MLA for Cape Breton North
- In office 1981–1993
- Preceded by: Len J. Arsenault
- Succeeded by: Ron Stewart

Personal details
- Born: September 29, 1949 (age 76) North Sydney, Nova Scotia
- Party: Progressive Conservative

= Brian Young (politician) =

Canadian politician

Brian Alexander Young (born September 29, 1949) is a former politician in Nova Scotia, Canada. He represented Cape Breton North in the Nova Scotia House of Assembly from 1981 to 1993 as a Progressive Conservative member.

He was born in North Sydney, Nova Scotia, the son of James R. Young and Julia Therese Young, and educated at St. Francis Xavier University and Dalhousie University. He married Nancy Ann Wilkie in 1975. Young is president of Young's Topex Limited, which produces speciality steel products.

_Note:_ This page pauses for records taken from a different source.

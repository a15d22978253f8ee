//! Scalar expressions
//!
//! - Expression tree and builders
//! - Three-valued truth values
//! - Row-scoped evaluation with correlated outer scopes
//! - LIKE pattern matching

pub mod ast;
pub mod eval;
pub mod like;
pub mod truth;

pub use ast::{
    case_when, col, exists, func, lit, not_exists, null, scalar, BinaryOperator, ColumnRef, Expr,
    ScalarFunction, UnaryOperator,
};
pub use eval::{Evaluator, Scope, SubqueryRunner};
pub use truth::Truth;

Young established a foundation to promote organ donation which is named after his daughter Carmen, who died in 1992 after undergoing a double lung transplant.

Young served on the town council for North Sydney from 1980 to 1981. He entered provincial politics in the 1981 election, defeating New Democrat incumbent Len J. Arsenault in the Cape Breton North riding. He was re-elected in the 1984 election. On November 26, 1985, Young was appointed to the Executive Council of Nova Scotia as Minister of Labour. In November 1987, Young was moved to Minister of Tourism and Culture. Young was re-elected in the 1988 election, becoming the only Progressive Conservative elected from Cape Breton. In December 1988, Young became Minister of Municipal Affairs. He was defeated by Liberal Ron Stewart in the 1993 election.